Integration of artificial neural network and physiologically based biopharmaceutic models in the development of sustained-release formulations.

Abstract

Model-informed drug development is an important area recognized by regulatory authorities and is gaining increasing interest from the generic drug industry. Physiologically based biopharmaceutics modeling (PBBM) is a valuable tool to support drug development and bioequivalence assessments. This study aimed to utilize an artificial neural network (ANN) with a multilayer perceptron (MLP) model to develop a sustained-release matrix tablet of metformin HCl 500mg, and to test the likelihood of the prototype formulation being bioequivalent to Glucophage® XR, using PBBM modeling and virtual bioequivalence (vBE).
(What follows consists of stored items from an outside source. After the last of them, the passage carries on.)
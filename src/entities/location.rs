use serde::{Deserialize, Serialize};

#[derive(Clone, Copy, Debug, PartialEq, Serialize, Deserialize)]
pub struct Coordinates {
    pub lat: f64,
    pub lng: f64,
}

impl Coordinates {
    pub fn new(lat: f64, lng: f64) -> Self {
        Self { lat, lng }
    }

    /// A coordinate pair is usable only when both components are finite and
    /// inside the WGS84 ranges.
    pub fn is_valid(&self) -> bool {
        self.lat.is_finite()
            && self.lng.is_finite()
            && (-90.0..=90.0).contains(&self.lat)
            && (-180.0..=180.0).contains(&self.lng)
    }
}

impl From<Coordinates> for String {
    fn from(coordinates: Coordinates) -> Self {
        format!("{},{}", coordinates.lat, coordinates.lng)
    }
}

#[derive(Clone, Debug, Serialize, Deserialize)]
pub struct Location {
    pub address: String,
    pub coordinates: Option<Coordinates>,
    pub place_id: Option<String>,
}

impl Location {
    pub fn new(address: impl Into<String>, coordinates: Option<Coordinates>) -> Self {
        Self {
            address: address.into(),
            coordinates,
            place_id: None,
        }
    }
}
The ANN with MLP model was used to simultaneously optimize 735 formulations to determine the optimal formulation for Glucophage® XR release. The optimized formulation was evaluated and compared to Glucophage® XR using PBBM modeling and vBE. The optimized formulation consisted of 228mg of hydroxypropyl methylcellulose (HPMC) and 151mg of PVP, and exhibited an observed release rate of 42% at 1h, 47% at 2h, 55% at 4h, and 58% at 8h. The PBBM modeling was effective in assessing the bioequivalence of two formulations of metformin, and the vBE evaluation demonstrated the utility and relevance of translational modeling for bioequivalence assessments. The study demonstrated the effectiveness of using PBBM modeling and model-informed drug development methodologies, such as ANN and MLP, to optimize drug formulations and evaluate bioequivalence. These tools can be utilized by the generic drug industry to support drug development and biopharmaceutics assessments.